┌──
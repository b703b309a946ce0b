use serde::{Deserialize, Serialize};
use std::fmt;

#[derive(Debug, Clone, Copy, PartialEq, Eq, Hash, Serialize, Deserialize)]
#[serde(rename_all = "lowercase")]
pub enum MessageKind {
    Implementation,
    Intrinsic,
    Extrinsic,
    Achievement,
}

impl fmt::Display for MessageKind {
    fn fmt(&self, f: &mut fmt::Formatter<'_>) -> fmt::Result {
        match self {
            MessageKind::Implementation => write!(f, "implementation"),
            MessageKind::Intrinsic => write!(f, "intrinsic"),
            MessageKind::Extrinsic => write!(f, "extrinsic"),
            MessageKind::Achievement => write!(f, "achievement"),
        }
    }
}

#[derive(Debug, Clone, Copy, PartialEq, Eq)]
pub struct MotivationalMessage {
    pub title: &'static str,
    pub body: &'static str,
    pub kind: MessageKind,
}

const fn message(title: &'static str, body: &'static str, kind: MessageKind) -> MotivationalMessage {
    MotivationalMessage { title, body, kind }
}

/// Sent whenever a message cannot be built from the user's data.
pub const DEFAULT_MESSAGE: MotivationalMessage = message(
    "Let's get back to your tasks!",
    "You've made great progress. Keep it up!",
    MessageKind::Implementation,
);

pub const IMPLEMENTATION_MESSAGES: [MotivationalMessage; 3] = [
    message(
        "Plan your next step",
        "When you finish your current task, then immediately start the next one in your list!",
        MessageKind::Implementation,
    ),
    message(
        "Create a specific plan",
        "When will you work on this task? Set a specific time to increase your chances of success!",
        MessageKind::Implementation,
    ),
    message(
        "Make it concrete",
        "Where exactly will you complete this task? Setting a specific location helps follow-through!",
        MessageKind::Implementation,
    ),
];

pub const INTRINSIC_MESSAGES: [MotivationalMessage; 3] = [
    message(
        "Find your purpose",
        "Remember why this task matters to you personally. How does it connect to your values?",
        MessageKind::Intrinsic,
    ),
    message(
        "Celebrate growth",
        "Each task you complete is helping you develop your skills and abilities!",
        MessageKind::Intrinsic,
    ),
    message(
        "Autonomy boost",
        "You chose this goal because it matters to you. You have the power to accomplish it!",
        MessageKind::Intrinsic,
    ),
];

pub const ACHIEVEMENT_MESSAGES: [MotivationalMessage; 3] = [
    message(
        "You're on a streak!",
        "Keep the momentum going. You've completed tasks 3 days in a row!",
        MessageKind::Achievement,
    ),
    message(
        "Almost there!",
        "You've completed most of your tasks this week. Finish strong!",
        MessageKind::Achievement,
    ),
    message(
        "New personal best!",
        "You completed more tasks yesterday than any previous day this month!",
        MessageKind::Achievement,
    ),
];

pub const EXTRINSIC_MESSAGES: [MotivationalMessage; 3] = [
    message(
        "Reward yourself",
        "Once you complete this important task, treat yourself to something you enjoy!",
        MessageKind::Extrinsic,
    ),
    message(
        "Deadline approaching",
        "Don't miss out on completing this task on time!",
        MessageKind::Extrinsic,
    ),
    message(
        "Progress update",
        "You're building a habit of finishing what you start. Keep building on your success!",
        MessageKind::Extrinsic,
    ),
];

/// Which set of messages a user should hear from next.
#[derive(Debug, Clone, Copy, PartialEq, Eq, Hash)]
pub enum MessageFamily {
    Implementation,
    Intrinsic,
    /// Achievement and extrinsic variants together.
    Achievement,
}

impl MessageFamily {
    pub fn variants(&self) -> Vec<MotivationalMessage> {
        match self {
            MessageFamily::Implementation => IMPLEMENTATION_MESSAGES.to_vec(),
            MessageFamily::Intrinsic => INTRINSIC_MESSAGES.to_vec(),
            MessageFamily::Achievement => ACHIEVEMENT_MESSAGES
                .iter()
                .chain(EXTRINSIC_MESSAGES.iter())
                .copied()
                .collect(),
        }
    }

    /// Uniform pick among [`variants`](Self::variants).
    pub fn pick(&self, rng: &mut fastrand::Rng) -> MotivationalMessage {
        let variants = self.variants();
        variants[rng.usize(..variants.len())]
    }
}

#[cfg(test)]
mod tests {
    use super::*;
    use rstest::rstest;

    #[rstest]
    #[case(MessageFamily::Implementation, 3)]
    #[case(MessageFamily::Intrinsic, 3)]
    #[case(MessageFamily::Achievement, 6)]
    fn every_family_has_at_least_three_variants(#[case] family: MessageFamily, #[case] expected: usize) {
        assert_eq!(family.variants().len(), expected);
    }

    #[test]
    fn picks_stay_inside_the_family() {
        let mut rng = fastrand::Rng::with_seed(7);
        for _ in 0..50 {
            let picked = MessageFamily::Achievement.pick(&mut rng);
            assert!(matches!(picked.kind, MessageKind::Achievement | MessageKind::Extrinsic));
            assert_eq!(MessageFamily::Intrinsic.pick(&mut rng).kind, MessageKind::Intrinsic);
        }
    }

    #[test]
    fn seeded_picks_are_reproducible() {
        let a = MessageFamily::Implementation.pick(&mut fastrand::Rng::with_seed(42));
        let b = MessageFamily::Implementation.pick(&mut fastrand::Rng::with_seed(42));
        assert_eq!(a, b);
    }
}
use crate::util::short_id;
use chrono::{DateTime, Utc};
use chrono_humanize::Humanize;
use comfy_table::{Attribute, Cell, Color, Row, Table};
use stride_core::models::{MemberActivity, TaskPriority, TaskStatus, TeamStats};

#[derive(Debug, Clone)]
pub struct ViewTask {
    pub id: String,
    pub title: String,
    pub status: TaskStatus,
    pub priority: TaskPriority,
    pub due_date: DateTime<Utc>,
    pub tags: Vec<String>,
    /// Only set for team tasks.
    pub assignee: Option<String>,
}

pub fn display_tasks(tasks: &[ViewTask], now: DateTime<Utc>) {
    if tasks.is_empty() {
        println!("No tasks found.");
        return;
    }

    let team = tasks.iter().any(|t| t.assignee.is_some());
    let mut table = Table::new();
    let mut header = vec!["ID", "Title", "Status", "Due", "Tags"];
    if team {
        header.push("Assignee");
    }
    table.set_header(header);

    for task in tasks {
        let mut row = Row::new();
        row.add_cell(Cell::new(short_id(&task.id)));

        let mut title_cell = Cell::new(&task.title);
        title_cell = match task.status {
            TaskStatus::Completed => title_cell.add_attribute(Attribute::CrossedOut).fg(Color::DarkGrey),
            TaskStatus::Pending | TaskStatus::InProgress => match task.priority {
                TaskPriority::High => title_cell.fg(Color::Red).add_attribute(Attribute::Bold),
                TaskPriority::Medium => title_cell.fg(Color::Yellow),
                TaskPriority::Low => title_cell.fg(Color::Green),
            },
        };
        row.add_cell(title_cell);

        let status_cell = Cell::new(task.status.to_string());
        row.add_cell(match task.status {
            TaskStatus::Completed => status_cell.fg(Color::Green),
            TaskStatus::InProgress => status_cell.fg(Color::Cyan),
            TaskStatus::Pending => status_cell,
        });

        let due_text = task.due_date.humanize();
        let due_cell = if task.status != TaskStatus::Completed && task.due_date < now {
            Cell::new(due_text).fg(Color::Red)
        } else if task.status != TaskStatus::Completed && task.due_date.date_naive() == now.date_naive() {
            Cell::new(due_text).fg(Color::Yellow)
        } else {
            Cell::new(due_text)
        };
        row.add_cell(due_cell);

        row.add_cell(Cell::new(if task.tags.is_empty() {
            "None".to_string()
        } else {
            task.tags.join(", ")
        }));
        if team {
            row.add_cell(Cell::new(task.assignee.as_deref().unwrap_or("")));
        }
        table.add_row(row);
    }

    println!("{table}");
}

pub fn display_team_stats(stats: &TeamStats) {
    let mut summary = Table::new();
    summary.set_header(vec!["Total", "Completed", "In progress", "Pending", "Low", "Medium", "High", "Rate"]);
    summary.add_row(vec![
        Cell::new(stats.total_tasks),
        Cell::new(stats.completed_tasks).fg(Color::Green),
        Cell::new(stats.in_progress_tasks).fg(Color::Cyan),
        Cell::new(stats.pending_tasks),
        Cell::new(stats.tasks_by_priority.low),
        Cell::new(stats.tasks_by_priority.medium),
        Cell::new(stats.tasks_by_priority.high),
        Cell::new(format!("{:.1}%", stats.team_completion_rate)).add_attribute(Attribute::Bold),
    ]);
    println!("{summary}");

    if stats.member_contributions.is_empty() {
        println!("No completed tasks yet.");
        return;
    }
    let mut members = Table::new();
    members.set_header(vec!["Member", "Completed", "Share"]);
    for contribution in &stats.member_contributions {
        members.add_row(vec![
            Cell::new(&contribution.member_name),
            Cell::new(contribution.tasks_completed),
            Cell::new(format!("{:.1}%", contribution.completion_percentage)),
        ]);
    }
    println!("{members}");
}

pub fn display_activity(activity: &[MemberActivity]) {
    if activity.is_empty() {
        return;
    }
    let mut table = Table::new();
    table.set_header(vec!["Member", "Today", "This week", "Streak", "Last active"]);
    for member in activity {
        table.add_row(vec![
            Cell::new(&member.member_name),
            Cell::new(member.task_completed_today),
            Cell::new(member.task_completed_this_week),
            Cell::new(member.current_streak),
            Cell::new(member.last_active_at.humanize()),
        ]);
    }
    println!("{table}");
}
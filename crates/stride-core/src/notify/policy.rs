use super::messages::MessageFamily;
use crate::clock::Calendar;
use crate::history::completion_rate;
use crate::models::HistoryEntry;
use crate::settings::{NotificationSettings, WindowSettings};
use chrono::{DateTime, Datelike, Duration, NaiveDate, Utc, Weekday};
use std::fmt;

/// Trailing days whose completion rate picks the message family.
pub const CLASSIFICATION_DAYS: u32 = 7;
/// A streak this long always earns an achievement message.
pub const ACHIEVEMENT_STREAK: u32 = 3;
/// Planned sends closer than this are delivered right away.
pub const IMMEDIATE_DELIVERY_THRESHOLD: std::time::Duration = std::time::Duration::from_secs(10);

const LOW_RATE: f64 = 0.3;
const HIGH_RATE: f64 = 0.7;
const LOOKAHEAD_DAYS: i64 = 7;

#[derive(Debug, Clone, Copy, PartialEq, Eq)]
pub enum NoSendReason {
    Disabled,
    Weekend,
    OutsideWindow,
}

impl fmt::Display for NoSendReason {
    fn fmt(&self, f: &mut fmt::Formatter<'_>) -> fmt::Result {
        match self {
            NoSendReason::Disabled => write!(f, "notifications are disabled"),
            NoSendReason::Weekend => write!(f, "weekend notifications are off"),
            NoSendReason::OutsideWindow => write!(f, "outside the notification windows"),
        }
    }
}

/// The next send slot.
#[derive(Debug, Clone, Copy, PartialEq, Eq)]
pub struct PlannedSend {
    pub at: DateTime<Utc>,
    /// `None` means deliver immediately.
    pub delay: Option<std::time::Duration>,
}

/// Decides whether, when and what to notify.
#[derive(Debug, Clone)]
pub struct NotificationPolicy {
    settings: NotificationSettings,
    calendar: Calendar,
}

impl NotificationPolicy {
    pub fn new(settings: NotificationSettings, calendar: Calendar) -> Self {
        Self { settings, calendar }
    }

    pub fn settings(&self) -> &NotificationSettings {
        &self.settings
    }

    fn weekend_blocked(&self, date: NaiveDate) -> bool {
        !self.settings.weekend_notifications && matches!(date.weekday(), Weekday::Sat | Weekday::Sun)
    }

    /// The window `now` falls in, or why nothing may be sent now.
    pub fn check(&self, now: DateTime<Utc>) -> Result<WindowSettings, NoSendReason> {
        let windows = self.settings.windows();
        if windows.is_empty() {
            return Err(NoSendReason::Disabled);
        }
        if self.weekend_blocked(self.calendar.local_date(now)) {
            return Err(NoSendReason::Weekend);
        }
        let hour = self.calendar.hour(now);
        windows
            .into_iter()
            .find(|w| w.contains(hour))
            .ok_or(NoSendReason::OutsideWindow)
    }

    /// Deterministic family choice from the trailing week and the current streak.
    pub fn classify(week: &[HistoryEntry], streak: u32) -> MessageFamily {
        if streak >= ACHIEVEMENT_STREAK {
            return MessageFamily::Achievement;
        }
        match completion_rate(week) {
            Some(rate) if rate < LOW_RATE => MessageFamily::Intrinsic,
            Some(rate) if rate >= HIGH_RATE => MessageFamily::Achievement,
            _ => MessageFamily::Implementation,
        }
    }

    /// Next slot inside an enabled window after `now`, at a random minute of
    /// that window. Blocked weekend days are skipped.
    pub fn plan_next(&self, now: DateTime<Utc>, rng: &mut fastrand::Rng) -> Option<PlannedSend> {
        let windows = self.settings.windows();
        let today = self.calendar.local_date(now);

        for offset in 0..=LOOKAHEAD_DAYS {
            let date = today + Duration::days(offset);
            if self.weekend_blocked(date) {
                continue;
            }
            for window in &windows {
                let Some(start) = self.calendar.at_local(date, window.start_hour, 0) else {
                    continue;
                };
                if start <= now {
                    continue;
                }
                let minutes = rng.u32(0..window.minutes().max(1));
                let at = start + Duration::minutes(i64::from(minutes));
                let delay = (at - now)
                    .to_std()
                    .ok()
                    .filter(|d| *d >= IMMEDIATE_DELIVERY_THRESHOLD);
                return Some(PlannedSend { at, delay });
            }
        }
        None
    }
}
└──
▶ _YOUR INSTRUCTIONS_: All lines that include the word "ViewTask" must be copied from the material above.

▶ _FINISHED EXERCISE_:
pub struct ViewTask {
pub fn display_tasks(tasks: &[ViewTask], now: DateTime<Utc>) {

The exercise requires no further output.